Kathmandu – Lukla – Phakding

Ad un certo momento sento una voce: “Is it fine?” “Si” rispondo “tutto è ok!” Conseguenza: la caldaia si spegne. Rimango mezzo insaponato. Finisco la doccia con l’acqua gelata. Forse la “dolce personcina” che voleva informazioni ha capito, dalla mia risposta, che avevo finito. Pazienza. Mi asciugo velocemente e altrettanto di fretta mi vesto. Adesso devo aspettare BeBe che è andato a trovare degli amici.

Le sorprese non finiscono mai

Premetto che ho sempre portato passaporto e denaro appesi, in un astuccio, al collo. Dopo essermi cambiato porto istintivamente le mani al petto e…… dov’è l’astuccio? L’avevo fino ad un momento prima della doccia, non può essere sparito. Cerco in ogni dove, sotto il letto, sotto e dentro il sacco a pelo. Niente! Non trovo quello che cerco. Giorgio calma! Dove vuoi che sia? Eppure l’astuccio con i soldi e passaporto non si trovano. Metto le mani nello zaino: nulla!!!!

Cavolo! Ma proprio ogni giorno una sorpresa, Basta. Ormai è scuro Accendo la torcia visto che la luce non funziona e, mi rimetto a cercare con più calma. Comincio a pensare che qualcuno nel mentre facevo la doccia, avesse potuto far visita alla mia camera. Ma ho usato sempre le chiavi quindi ho sempre chiuso tutto. Rifaccio tutto il percorso dalla camera al bagno con la torcia.
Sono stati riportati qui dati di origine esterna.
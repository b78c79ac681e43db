//! Core types for estore.
//!
//! This module provides type-safe wrappers for the wishlist domain.

pub mod api;
pub mod email;
pub mod id;
pub mod identity;
pub mod role;
pub mod wishlist;

pub use api::{ErrorBody, LoginRequest, Profile, RegisterRequest, WishlistRequest};
pub use email::{Email, EmailError};
pub use id::*;
pub use identity::{AccessToken, Identity};
pub use role::{Role, RoleError, RoleSet};
pub use wishlist::{Wishlist, WishlistEntry};
/// Build the complete application with middleware applied.
pub fn app(state: AppState) -> Router {
    routes(state.config().rate_limit)
        .layer(from_fn(security_headers_middleware))
        .layer(from_fn(request_id_middleware))
        .layer(
            TraceLayer::new_for_http()
                .make_span_with(|request: &Request<_>| {
                    tracing::info_span!(
                        "http_request",
                        method = %request.method(),
                        uri = %request.uri(),
                        request_id = tracing::field::Empty,
                        status = tracing::field::Empty,
                        latency_ms = tracing::field::Empty,
                    )
                })
                .on_response(|response: &Response<_>, latency: Duration, span: &Span| {
                    span.record("status", response.status().as_u16());
                    span.record(
                        "latency_ms",
                        u64::try_from(latency.as_millis()).unwrap_or(u64::MAX),
                    );
                    DefaultOnResponse::default().on_response(response, latency, span);
                }),
        )
        .with_state(state)
}

async fn not_found(uri: Uri) -> AppError {
    AppError::NotFound(format!("No route for {}", uri.path()))
}

async fn method_not_allowed(method: Method, OriginalUri(uri): OriginalUri) -> AppError {
    AppError::MethodNotAllowed(format!("{method} is not supported on {}", uri.path()))
}
//! Account roles and capability sets.

use serde::{Deserialize, Serialize};

/// Error returned when a role string is not one of the known roles.
#[derive(thiserror::Error, Debug, Clone, PartialEq, Eq)]
#[error("unknown role: {0}")]
pub struct RoleError(pub String);

/// Role an account registered with.
///
/// The wire spellings (`USER`, `seller`) match what the storefront
/// registration form has always sent.
#[derive(Debug, Clone, Copy, PartialEq, Eq, Hash, Serialize, Deserialize, Default)]
pub enum Role {
    /// A shopping customer.
    #[default]
    #[serde(rename = "USER")]
    User,
    /// A merchant listing products.
    #[serde(rename = "seller")]
    Seller,
}

impl Role {
    /// Every role, in declaration order.
    pub const ALL: [Self; 2] = [Self::User, Self::Seller];

    /// Wire spelling of the role.
    #[must_use]
    pub const fn as_str(self) -> &'static str {
        match self {
            Self::User => "USER",
            Self::Seller => "seller",
        }
    }

    const fn bit(self) -> u8 {
        match self {
            Self::User => 0b01,
            Self::Seller => 0b10,
        }
    }
}

impl std::fmt::Display for Role {
    fn fmt(&self, f: &mut std::fmt::Formatter<'_>) -> std::fmt::Result {
        f.write_str(self.as_str())
    }
}

impl std::str::FromStr for Role {
    type Err = RoleError;

    fn from_str(s: &str) -> Result<Self, Self::Err> {
        match s {
            "USER" | "user" => Ok(Self::User),
            "seller" | "SELLER" => Ok(Self::Seller),
            _ => Err(RoleError(s.to_owned())),
        }
    }
}

#[cfg(feature = "postgres")]
impl sqlx::Type<sqlx::Postgres> for Role {
    fn type_info() -> sqlx::postgres::PgTypeInfo {
        <String as sqlx::Type<sqlx::Postgres>>::type_info()
    }

    fn compatible(ty: &sqlx::postgres::PgTypeInfo) -> bool {
        <String as sqlx::Type<sqlx::Postgres>>::compatible(ty)
    }
}

#[cfg(feature = "postgres")]
impl<'r> sqlx::Decode<'r, sqlx::Postgres> for Role {
    fn decode(value: sqlx::postgres::PgValueRef<'r>) -> Result<Self, sqlx::error::BoxDynError> {
        let raw = <&str as sqlx::Decode<sqlx::Postgres>>::decode(value)?;
        Ok(raw.parse()?)
    }
}

#[cfg(feature = "postgres")]
impl sqlx::Encode<'_, sqlx::Postgres> for Role {
    fn encode_by_ref(
        &self,
        buf: &mut sqlx::postgres::PgArgumentBuffer,
    ) -> Result<sqlx::encode::IsNull, sqlx::error::BoxDynError> {
        <&str as sqlx::Encode<sqlx::Postgres>>::encode_by_ref(&self.as_str(), buf)
    }
}

/// A set of roles allowed to use some capability.
///
/// The empty set is unrestricted: any authenticated identity is permitted.
///
/// ```
/// use estore_core::{Role, RoleSet};
///
/// let sellers = RoleSet::of(&[Role::Seller]);
/// assert!(sellers.permits(Role::Seller));
/// assert!(!sellers.permits(Role::User));
/// assert!(RoleSet::ANY.permits(Role::User));
/// ```
#[derive(Debug, Clone, Copy, PartialEq, Eq, Hash, Default)]
pub struct RoleSet(u8);

impl RoleSet {
    /// No restriction beyond being authenticated.
    pub const ANY: Self = Self(0);

    /// Build a set from a slice of roles.
    #[must_use]
    pub const fn of(roles: &[Role]) -> Self {
        let mut bits = 0;
        let mut rest = roles;
        while let [first, tail @ ..] = rest {
            bits |= first.bit();
            rest = tail;
        }
        Self(bits)
    }

    /// Return a copy of this set that also contains `role`.
    #[must_use]
    pub const fn with(self, role: Role) -> Self {
        Self(self.0 | role.bit())
    }

    /// Whether the set places no role restriction.
    #[must_use]
    pub const fn is_unrestricted(self) -> bool {
        self.0 == 0
    }

    /// Whether an identity with `role` holds this capability.
    #[must_use]
    pub const fn permits(self, role: Role) -> bool {
        self.is_unrestricted() || self.0 & role.bit() != 0
    }

    /// Roles explicitly listed in the set.
    pub fn roles(self) -> impl Iterator<Item = Role> {
        Role::ALL
            .into_iter()
            .filter(move |role| self.0 & role.bit() != 0)
    }
}

impl FromIterator<Role> for RoleSet {
    fn from_iter<I: IntoIterator<Item = Role>>(iter: I) -> Self {
        iter.into_iter().fold(Self::ANY, Self::with)
    }
}

#[cfg(test)]
#[allow(clippy::unwrap_used)]
mod tests {
    use super::*;

    #[test]
    fn test_role_wire_spelling() {
        assert_eq!(serde_json::to_string(&Role::User).unwrap(), "\"USER\"");
        assert_eq!(serde_json::to_string(&Role::Seller).unwrap(), "\"seller\"");
        let role: Role = serde_json::from_str("\"seller\"").unwrap();
        assert_eq!(role, Role::Seller);
    }

    #[test]
    fn test_role_rejects_unknown() {
        assert!(serde_json::from_str::<Role>("\"admin\"").is_err());
        assert_eq!("admin".parse::<Role>(), Err(RoleError("admin".into())));
    }

    #[test]
    fn test_role_from_str_is_lenient_on_case() {
        assert_eq!("user".parse::<Role>().unwrap(), Role::User);
        assert_eq!("SELLER".parse::<Role>().unwrap(), Role::Seller);
    }

    #[test]
    fn test_role_set_permits() {
        let both = RoleSet::of(&[Role::User, Role::Seller]);
        assert!(both.permits(Role::User));
        assert!(both.permits(Role::Seller));

        let users = RoleSet::ANY.with(Role::User);
        assert!(users.permits(Role::User));
        assert!(!users.permits(Role::Seller));
    }

    #[test]
    fn test_empty_role_set_is_unrestricted() {
        assert!(RoleSet::ANY.is_unrestricted());
        assert!(Role::ALL.iter().all(|r| RoleSet::ANY.permits(*r)));
        assert_eq!(RoleSet::ANY.roles().count(), 0);
    }

    #[test]
    fn test_role_set_from_iter() {
        let set: RoleSet = [Role::Seller].into_iter().collect();
        assert_eq!(set.roles().collect::<Vec<_>>(), vec![Role::Seller]);
    }
}
//! Security headers middleware for a JSON API.
//!
//! Every response is data for an authenticated client, never a page to
//! render or cache, so the headers are as restrictive as possible.

use axum::{
    extract::Request,
    http::{
        HeaderName, HeaderValue,
        header::{
            CACHE_CONTROL, CONTENT_SECURITY_POLICY, REFERRER_POLICY, X_CONTENT_TYPE_OPTIONS,
            X_FRAME_OPTIONS,
        },
    },
    middleware::Next,
    response::Response,
};

/// Add security headers to all responses.
///
/// Headers applied:
/// - `X-Frame-Options: DENY` - Prevent clickjacking
/// - `X-Content-Type-Options: nosniff` - Prevent MIME sniffing
/// - `Referrer-Policy: no-referrer` - Zero referrer leakage
/// - `Content-Security-Policy: default-src 'none'; frame-ancestors 'none'`
/// - `Cache-Control: no-store, max-age=0` - Wishlists and tokens are per-user
/// - `Cross-Origin-Resource-Policy: same-origin` - Resource isolation
pub async fn security_headers_middleware(request: Request, next: Next) -> Response {
    let mut response = next.run(request).await;
    let headers = response.headers_mut();

    headers.insert(X_FRAME_OPTIONS, HeaderValue::from_static("DENY"));
    headers.insert(X_CONTENT_TYPE_OPTIONS, HeaderValue::from_static("nosniff"));
    headers.insert(REFERRER_POLICY, HeaderValue::from_static("no-referrer"));
    headers.insert(
        CONTENT_SECURITY_POLICY,
        HeaderValue::from_static("default-src 'none'; frame-ancestors 'none'"),
    );
    headers.insert(CACHE_CONTROL, HeaderValue::from_static("no-store, max-age=0"));
    headers.insert(
        HeaderName::from_static("cross-origin-resource-policy"),
        HeaderValue::from_static("same-origin"),
    );

    response
}
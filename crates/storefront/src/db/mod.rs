//! Persistence for the storefront.
//!
//! # Database: `estore`
//!
//! ## Tables
//!
//! - `estore.user` - Accounts with Argon2 password hashes
//! - `estore.access_token` - SHA-256 hashes of issued bearer tokens
//! - `estore.wishlist_item` - One row per `(user_id, product_id)`, ordered by
//!   an insertion sequence
//!
//! # Stores
//!
//! Each table is reached through an async trait ([`WishlistStore`],
//! [`UserStore`], [`TokenStore`]) with a `PostgreSQL` implementation and a
//! shared in-memory implementation ([`memory::MemoryStore`]) used for tests
//! and for running without a database.
//!
//! # Migrations
//!
//! Migrations are stored in `crates/storefront/migrations/` and run via:
//! ```bash
//! cargo run -p estore-cli -- migrate
//! ```

pub mod memory;
pub mod tokens;
pub mod users;
pub mod wishlists;

use std::sync::Arc;
use std::time::Duration;

use secrecy::ExposeSecret;
use sqlx::PgPool;
use sqlx::postgres::PgPoolOptions;
use thiserror::Error;

pub use memory::MemoryStore;
pub use tokens::{PgTokenStore, TokenRecord, TokenStore};
pub use users::{PgUserStore, UserStore};
pub use wishlists::{PgWishlistStore, WishlistStore};

/// Errors that can occur in store operations.
#[derive(Debug, Error)]
pub enum RepositoryError {
    /// Database error from sqlx.
    #[error("database error: {0}")]
    Database(#[from] sqlx::Error),

    /// Data in the database is corrupted or invalid.
    #[error("data corruption: {0}")]
    DataCorruption(String),

    /// Constraint violation (e.g., unique email).
    #[error("constraint violation: {0}")]
    Conflict(String),
}

/// Create a `PostgreSQL` connection pool with sensible defaults.
///
/// # Arguments
///
/// * `database_url` - `PostgreSQL` connection string (wrapped in `SecretString`)
///
/// # Errors
///
/// Returns `sqlx::Error` if the connection cannot be established.
pub async fn create_pool(database_url: &secrecy::SecretString) -> Result<PgPool, sqlx::Error> {
    PgPoolOptions::new()
        .max_connections(10)
        .min_connections(2)
        .acquire_timeout(Duration::from_secs(10))
        .connect(database_url.expose_secret())
        .await
}

/// The set of stores the application runs against.
#[derive(Clone)]
pub struct Stores {
    pub wishlists: Arc<dyn WishlistStore>,
    pub users: Arc<dyn UserStore>,
    pub tokens: Arc<dyn TokenStore>,
}

impl Stores {
    /// Stores backed by a `PostgreSQL` pool.
    #[must_use]
    pub fn postgres(pool: PgPool) -> Self {
        Self {
            wishlists: Arc::new(PgWishlistStore::new(pool.clone())),
            users: Arc::new(PgUserStore::new(pool.clone())),
            tokens: Arc::new(PgTokenStore::new(pool)),
        }
    }

    /// Stores backed by a single shared in-memory store.
    #[must_use]
    pub fn in_memory() -> Self {
        Self::from_memory(&Arc::new(MemoryStore::default()))
    }

    /// Stores backed by an existing in-memory store.
    #[must_use]
    pub fn from_memory(store: &Arc<MemoryStore>) -> Self {
        Self {
            wishlists: store.clone(),
            users: store.clone(),
            tokens: store.clone(),
        }
    }
}

/// Map a unique-constraint violation to [`RepositoryError::Conflict`].
pub(crate) fn map_unique_violation(e: sqlx::Error, what: &str) -> RepositoryError {
    if let sqlx::Error::Database(ref db_err) = e
        && db_err.is_unique_violation()
    {
        return RepositoryError::Conflict(format!("{what} already exists"));
    }
    RepositoryError::Database(e)
}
Nulla il portafoglio non si trova. Disfo completamente il borsone. Nulla!! Cosa faccio adesso?

Per i soldi “pazienza” ma il passaporto, con il permesso quello no! Devo avvisare la guida! Scendo e lo trovo che stava chiacchierando vicino ad una stufa accesa. “BeBe non trovo il portafoglio” gli dico concitato. “Cosa? Mi fa lui!” “Si, non lo trovo.” Corriamo su in camera, tra le mie imprecazioni sulla mala sorte. Ripasso per l’ennesima volta il tutto. Questa volta capovolgo lo zaino ….. “eccolo!” Esclamo. S’era incastrato non so come lungo le pieghe dello zaino e non si lasciava trovare al mio tatto. Capovolgendo il tutto è caduto.

Stai calmo

“Maledetto, ti ho trovato finalmente!” BeBe mi guarda e mi dice: “stai calmo non agitarti”. Poi sorride ed esce dalla camera. Io mi calmo e mi ripeto: “Giorgio devi stare più calmo”. Mi ritrovo con tutto sparpagliato nella camera da letto. Devo rifare il borsone e lo zaino. Per l’ennesima volta ripasso ogni cosa rimettendola con cura nel mio meraviglioso borsone. Chiudo con la zip e con il lucchetto ogni cosa. Sono sveglio dalle quattro del mattino e sono stanco. Scendo per la cena. Sono quasi le sette. Ormai è notte e troppe cose sono successe in una giornata lunghissima e, che ancora, non finisce.

Dopo la cena mi ritrovo a parlare con un Nepalese in Inglese. È il segretario di un vice ministro che si occupa di turismo e cultura. È in ferie e aveva deciso di trascorrerle nella regione di Kumba per acquisire informazioni utili al suo lavoro in ambito turistico.